Task item: Every line in the records below between the one holding "if !(near.is_finite() &&" and the one holding "creating parent directories", inclusive, is to be set down exactly; all other lines are to be left out.

Segment Start: Materials provided

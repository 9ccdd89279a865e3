//! Scene loading and saving
//!
//! Uses RON (Rusty Object Notation) for human-readable scene files.

use std::fs;
use std::path::Path;
use thiserror::Error;
use crate::rasterizer::{Camera, RenderSettings};
use super::RenderContext;

/// Error type for scene files
#[derive(Debug, Error)]
pub enum SceneFileError {
    #[error("IO error: {0}")]
    Io(#[from] std::io::Error),
    #[error("Parse error: {0}")]
    Parse(#[from] ron::error::SpannedError),
    #[error("Serialize error: {0}")]
    Serialize(#[from] ron::Error),
    #[error("Invalid scene: {0}")]
    Invalid(String),
}

/// Load a scene from a RON file
pub fn load_scene<P: AsRef<Path>>(path: P) -> Result<RenderContext, SceneFileError> {
    let contents = fs::read_to_string(path)?;
    load_scene_from_str(&contents)
}

/// Load a scene from a RON string
pub fn load_scene_from_str(s: &str) -> Result<RenderContext, SceneFileError> {
    let scene: RenderContext = ron::from_str(s)?;
    check_settings(&scene.settings)?;
    Ok(scene)
}

/// Reject camera settings the projection cannot handle
fn check_settings(settings: &RenderSettings) -> Result<(), SceneFileError> {
    let (near, far, fov) = (settings.near, settings.far, settings.camera.fov);
    if !(near.is_finite() && near > 0.0) {
        return Err(SceneFileError::Invalid(format!("near must be > 0, got {}", near)));
    }
    if !(far.is_finite() && far > near) {
        return Err(SceneFileError::Invalid(format!("far must be > near ({}), got {}", near, far)));
    }
    let (lo, hi) = Camera::fov_range();
    if !(lo..=hi).contains(&fov) {
        let (lo_deg, hi_deg) = Camera::FOV_RANGE_DEG;
        return Err(SceneFileError::Invalid(format!(
            "fov must be within {}-{} degrees, got {:.1}",
            lo_deg,
            hi_deg,
            fov.to_degrees()
        )));
    }
    Ok(())
}

/// Serialize a scene to pretty RON
pub fn scene_to_string(scene: &RenderContext) -> Result<String, SceneFileError> {
    let config = ron::ser::PrettyConfig::new()
        .depth_limit(4)
        .indentor("  ".to_string());
    Ok(ron::ser::to_string_pretty(scene, config)?)
}

/// Save a scene to a RON file, creating parent directories
pub fn save_scene<P: AsRef<Path>>(scene: &RenderContext, path: P) -> Result<(), SceneFileError> {
    let path = path.as_ref();
    if let Some(parent) = path.parent() {
        if !parent.as_os_str().is_empty() {
            fs::create_dir_all(parent)?;
        }
    }
    fs::write(path, scene_to_string(scene)?)?;
    Ok(())
}

#[cfg(test)]
mod tests {
    use super::*;
    use crate::rasterizer::{ShadingMode, Vec4};
    use crate::world::default_scene;

    #[test]
    fn test_minimal_scene_uses_defaults() {
        let scene = load_scene_from_str("(objects: [(position: (x: 0.0, y: 0.0, z: -5.0))])").unwrap();
        assert_eq!(scene.objects.len(), 1);
        let obj = &scene.objects[0];
        assert_eq!(obj.position, Vec4::point(0.0, 0.0, -5.0));
        assert_eq!(obj.scale.x, 1.0);
        assert_eq!(scene.settings.shading, ShadingMode::PerPixel);
        assert!(scene.settings.viewport.is_none());
    }

    #[test]
    fn test_string_round_trip_keeps_scene() {
        let scene = default_scene();
        let text = scene_to_string(&scene).unwrap();
        let back = load_scene_from_str(&text).unwrap();
        assert_eq!(back, scene);
    }

    #[test]
    fn test_parse_error_reported() {
        let err = load_scene_from_str("(objects: [").unwrap_err();
        assert!(matches!(err, SceneFileError::Parse(_)));
        assert!(err.to_string().starts_with("Parse error"));
    }

    #[test]
    fn test_bad_camera_settings_rejected() {
        let bad = [
            "(settings: (near: 0.0))",
            "(settings: (near: -1.0))",
            "(settings: (near: 1.0, far: 1.0))",
            "(settings: (camera: (position: (x: 0.0, y: 0.0, z: 0.0), fov: 0.0)))",
            "(settings: (camera: (position: (x: 0.0, y: 0.0, z: 0.0), fov: 3.0)))",
        ];
        for text in bad {
            let err = load_scene_from_str(text).unwrap_err();
            assert!(matches!(err, SceneFileError::Invalid(_)), "{}", text);
        }
        assert!(load_scene_from_str("(settings: (near: 0.5, far: 50.0))").is_ok());
    }

    #[test]
    fn test_missing_file_is_io_error() {
        let err = load_scene("/nonexistent/dir/scene.ron").unwrap_err();
        assert!(matches!(err, SceneFileError::Io(_)));
    }

    #[test]
    fn test_save_then_load() {
        let dir = std::env::temp_dir().join(format!("scanline-cubes-test-{}", std::process::id()));
        let path = dir.join("nested").join("scene.ron");
        let scene = default_scene();
        save_scene(&scene, &path).unwrap();
        assert_eq!(load_scene(&path).unwrap(), scene);
        let _ = fs::remove_dir_all(&dir);
    }
}
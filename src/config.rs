//! Command-line configuration

use std::path::PathBuf;

#[derive(Debug, Clone, PartialEq)]
pub struct AppConfig {
    /// Scene file loaded at startup and written by save
    pub scene_path: PathBuf,
    /// Where screenshots go
    pub screenshot_dir: PathBuf,
    /// Start in flat shading regardless of the scene file
    pub flat: bool,
}

impl Default for AppConfig {
    fn default() -> Self {
        Self {
            scene_path: PathBuf::from("scenes/default.ron"),
            screenshot_dir: PathBuf::from("screenshots"),
            flat: false,
        }
    }
}

impl AppConfig {
    /// Parse `--scene <path>`, `--shots <dir>` and `--flat`. Anything else is ignored.
    pub fn from_args<I: IntoIterator<Item = String>>(args: I) -> Self {
        let mut cfg = AppConfig::default();
        let args: Vec<String> = args.into_iter().collect();
        let mut i = 1;
        while i < args.len() {
            match args[i].as_str() {
                "--scene" if i + 1 < args.len() => {
                    cfg.scene_path = PathBuf::from(&args[i + 1]);
                    i += 2;
                }
                "--shots" if i + 1 < args.len() => {
                    cfg.screenshot_dir = PathBuf::from(&args[i + 1]);
                    i += 2;
                }
                "--flat" => {
                    cfg.flat = true;
                    i += 1;
                }
                _ => i += 1,
            }
        }
        cfg
    }

    /// `shot_0007.png` inside the screenshot directory
    pub fn screenshot_path(&self, index: u32) -> PathBuf {
        self.screenshot_dir.join(format!("shot_{:04}.png", index))
    }
}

Segment End: Materials provided

Task solution:
    if !(near.is_finite() && near > 0.0) {
        return Err(SceneFileError::Invalid(format!("near must be > 0, got {}", near)));
    }
    if !(far.is_finite() && far > near) {
        return Err(SceneFileError::Invalid(format!("far must be > near ({}), got {}", near, far)));
    }
    let (lo, hi) = Camera::fov_range();
    if !(lo..=hi).contains(&fov) {
        let (lo_deg, hi_deg) = Camera::FOV_RANGE_DEG;
        return Err(SceneFileError::Invalid(format!(
            "fov must be within {}-{} degrees, got {:.1}",
            lo_deg,
            hi_deg,
            fov.to_degrees()
        )));
    }
    Ok(())
}

/// Serialize a scene to pretty RON
pub fn scene_to_string(scene: &RenderContext) -> Result<String, SceneFileError> {
    let config = ron::ser::PrettyConfig::new()
        .depth_limit(4)
        .indentor("  ".to_string());
    Ok(ron::ser::to_string_pretty(scene, config)?)
}

/// Save a scene to a RON file, creating parent directories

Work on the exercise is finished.